April 11, 1961
“At 8:57 AM, the concealed door in the wall behind the bullet-proof glass dock opened quietly and Eichmann was ushered into the dock,” The Jerusalem Post reports April 12, 1961. “A ripple ran through the courtroom as the spectators realized that Eichmann had appeared. Everyone turned to look at him.” Thus begins the trial of Nazi war criminal Adolf Eichmann before a special panel of three judges: Supreme Court Justice Moshe Landau, Tel Aviv District Court President Yitzhak Raveh and Jerusalem District Court President Binyamin Halevi. The first day of the trial April 11 focuses on reading the charges, arguments for and against the impartiality of the judges, and whether Israel has jurisdiction.
Prime Minister David Ben-Gurion had announced May 23, 1960, “I would like to inform the Knesset that some time ago Israel’s Security Service ascertained the whereabouts of one of the greatest Nazi criminals, Adolf Eichmann, who was responsible, together with the Nazi leaders, for what they called the Final Solution of the Jewish problem, that is the murder of 6 million European Jews. Adolf Eichmann is now under arrest in Israel and will soon stand trial here, in accordance with the Nazi and Nazi Collaborators Law of 1950.”
The news of Eichmann’s capture spread rapidly to the Israeli public. Eichmann’s arrest and transportation to Israel culminated a 15-year hunt for Nazi war criminals and represented the most successful and highest-profile capture. Despite rumors in 1959 that Eichmann was in Kuwait, he was living in Argentina with his family under an assumed name, Ricardo Klement, when he was captured by Israeli agents May 1, 1960.
On February 25, 1961, Binyamin Halevi informed Attorney General Gideon Hausner, the chief prosecutor in the case, and Eichmann assistant counsel Dieter Wechtenbruch that the trial would begin April 11.
The Beit Ha’am community center, an unfinished, 10-year-old building project on Bezalel Street in Jerusalem, was chosen as the venue for the trial, with construction plans drawn up to accommodate the large number of journalists and foreign observers and to provide adequate security.
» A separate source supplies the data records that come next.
//! Retry policy: exponential backoff with doubling, a cancellable sleep
//! between attempts, and an optional deadline wrapping the whole attempt
//! sequence. No jitter, no cap on the backoff delay, unlike some retry
//! processors in the wild that add a `max_retry_delay`; this intentionally
//! stays simpler (see DESIGN.md).

use std::sync::atomic::{AtomicU32, Ordering};
use std::time::Duration;

use tokio_util::sync::CancellationToken;
use tracing::warn;

use crate::signal::{Outcome, Signal};
use crate::scope::CancellationReason;

#[derive(Debug, Clone)]
pub struct RetryPolicy {
    /// Number of additional attempts after the first, so total attempts is
    /// `1 + max_retries`.
    pub max_retries: u32,
    /// Delay before the first retry; doubles on every subsequent retry.
    pub initial_delay: Duration,
}

impl RetryPolicy {
    pub fn new(max_retries: u32, initial_delay: Duration) -> Self {
        Self {
            max_retries,
            initial_delay,
        }
    }

    pub fn none() -> Self {
        Self::new(0, Duration::ZERO)
    }

    /// Runs `signal` to a terminal [`Outcome`], retrying on `Err` up to
    /// `max_retries` times, honoring `ctx` cancellation at every await point
    /// and `per_signal_timeout` as a deadline over the whole sequence.
    pub async fn run(
        &self,
        signal: &dyn Signal,
        ctx: CancellationToken,
        per_signal_timeout: Option<Duration>,
        attempts: &AtomicU32,
    ) -> Outcome {
        let body = self.run_without_deadline(signal, ctx, attempts);
        match per_signal_timeout {
            None => body.await,
            Some(deadline) => match tokio::time::timeout(deadline, body).await {
                Ok(outcome) => outcome,
                Err(_) => Outcome::TimedOut,
            },
        }
    }

    async fn run_without_deadline(
        &self,
        signal: &dyn Signal,
        ctx: CancellationToken,
        attempts: &AtomicU32,
    ) -> Outcome {
        let mut attempt: u32 = 0;
        loop {
            if ctx.is_cancelled() {
                return Outcome::Cancelled(CancellationReason::ExternalCancellation);
            }
            attempt += 1;
            attempts.store(attempt, Ordering::Release);

            let outcome = tokio::select! {
                biased;
                _ = ctx.cancelled() => None,
                result = signal.wait(ctx.clone()) => Some(result),
            };

            let result = match outcome {
                None => return Outcome::Cancelled(CancellationReason::ExternalCancellation),
                Some(result) => result,
            };

            let err = match result {
                Ok(()) => return Outcome::Succeeded,
                Err(err) => err,
            };

            if ctx.is_cancelled() {
                return Outcome::Cancelled(CancellationReason::ExternalCancellation);
            }

            let retries_done = attempt - 1;
            if retries_done >= self.max_retries {
                return Outcome::Failed(std::sync::Arc::new(err));
            }

            let delay = self.initial_delay * 2u32.pow(retries_done);
            warn!(signal = signal.name(), attempt, ?delay, error = %err, "signal attempt failed, retrying");

            tokio::select! {
                _ = ctx.cancelled() => return Outcome::Cancelled(CancellationReason::ExternalCancellation),
                _ = tokio::time::sleep(delay) => {}
            }
        }
    }
}

#[cfg(test)]
mod tests {
    use super::*;
    use async_trait::async_trait;
    use std::sync::atomic::AtomicU32 as StdAtomicU32;
    use std::sync::Arc;

    struct FlakySignal {
        calls: Arc<StdAtomicU32>,
        succeed_on_call: u32,
    }

    #[async_trait]
    impl Signal for FlakySignal {
        fn name(&self) -> &str {
            "flaky"
        }
        async fn wait(&self, _ctx: CancellationToken) -> anyhow::Result<()> {
            let n = self.calls.fetch_add(1, Ordering::SeqCst) + 1;
            if n >= self.succeed_on_call {
                Ok(())
            } else {
                anyhow::bail!("attempt {n} failed")
            }
        }
    }

    struct AlwaysFail;

    #[async_trait]
    impl Signal for AlwaysFail {
        fn name(&self) -> &str {
            "always-fail"
        }
        async fn wait(&self, _ctx: CancellationToken) -> anyhow::Result<()> {
            anyhow::bail!("nope")
        }
    }

    struct NeverReturns;

    #[async_trait]
    impl Signal for NeverReturns {
        fn name(&self) -> &str {
            "never-returns"
        }
        async fn wait(&self, ctx: CancellationToken) -> anyhow::Result<()> {
            ctx.cancelled().await;
            anyhow::bail!("cancelled mid-flight")
        }
    }

    #[tokio::test]
    async fn succeeds_without_retry() {
        let policy = RetryPolicy::new(3, Duration::from_millis(1));
        let attempts = AtomicU32::new(0);
        let signal = FlakySignal {
            calls: Arc::new(StdAtomicU32::new(0)),
            succeed_on_call: 1,
        };
        let outcome = policy.run(&signal, CancellationToken::new(), None, &attempts).await;
        assert!(matches!(outcome, Outcome::Succeeded));
        assert_eq!(attempts.load(Ordering::Acquire), 1);
    }

    #[tokio::test]
    async fn retries_up_to_max_then_fails() {
        let policy = RetryPolicy::new(2, Duration::from_millis(1));
        let attempts = AtomicU32::new(0);
        let signal = AlwaysFail;
        let outcome = policy.run(&signal, CancellationToken::new(), None, &attempts).await;
        assert!(matches!(outcome, Outcome::Failed(_)));
        // first attempt + 2 retries = 3 total attempts
        assert_eq!(attempts.load(Ordering::Acquire), 3);
    }

    #[tokio::test]
    async fn succeeds_on_last_allowed_retry() {
        let policy = RetryPolicy::new(2, Duration::from_millis(1));
        let attempts = AtomicU32::new(0);
        let signal = FlakySignal {
            calls: Arc::new(StdAtomicU32::new(0)),
            succeed_on_call: 3,
        };
        let outcome = policy.run(&signal, CancellationToken::new(), None, &attempts).await;
        assert!(matches!(outcome, Outcome::Succeeded));
        assert_eq!(attempts.load(Ordering::Acquire), 3);
    }

    #[tokio::test]
    async fn zero_max_retries_means_single_attempt() {
        let policy = RetryPolicy::new(0, Duration::from_millis(1));
        let attempts = AtomicU32::new(0);
        let signal = AlwaysFail;
        let outcome = policy.run(&signal, CancellationToken::new(), None, &attempts).await;
        assert!(matches!(outcome, Outcome::Failed(_)));
        assert_eq!(attempts.load(Ordering::Acquire), 1);
    }

    #[tokio::test]
    async fn per_signal_timeout_elapses_into_timed_out() {
        let policy = RetryPolicy::new(5, Duration::from_millis(50));
        let attempts = AtomicU32::new(0);
        let signal = NeverReturns;
        let outcome = policy
            .run(&signal, CancellationToken::new(), Some(Duration::from_millis(10)), &attempts)
            .await;
        assert!(matches!(outcome, Outcome::TimedOut));
    }

    #[tokio::test]
    async fn external_cancellation_short_circuits_before_first_attempt() {
        let policy = RetryPolicy::new(5, Duration::from_millis(50));
        let attempts = AtomicU32::new(0);
        let ctx = CancellationToken::new();
        ctx.cancel();
        let signal = AlwaysFail;
        let outcome = policy.run(&signal, ctx, None, &attempts).await;
        assert!(matches!(outcome, Outcome::Cancelled(CancellationReason::ExternalCancellation)));
        assert_eq!(attempts.load(Ordering::Acquire), 0);
    }
}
The trial lasts 14 weeks and features more than 100 witnesses. On December 11, the three-judge panel delivers the first of 15 guilty verdicts for murder, crimes against the Jewish people, war crimes and crimes against humanity. Two days later, Hausner requests the death penalty for Eichmann. The court issues that sentence December 15, and Eichmann is hanged May 31, 1962.
The trial creates a new openness in Israel toward Holocaust survivors and their experiences. In 2011, the 50th anniversary of the trial, the Israel State Archives releases previously classified documents relating to Eichmann’s capture and trial.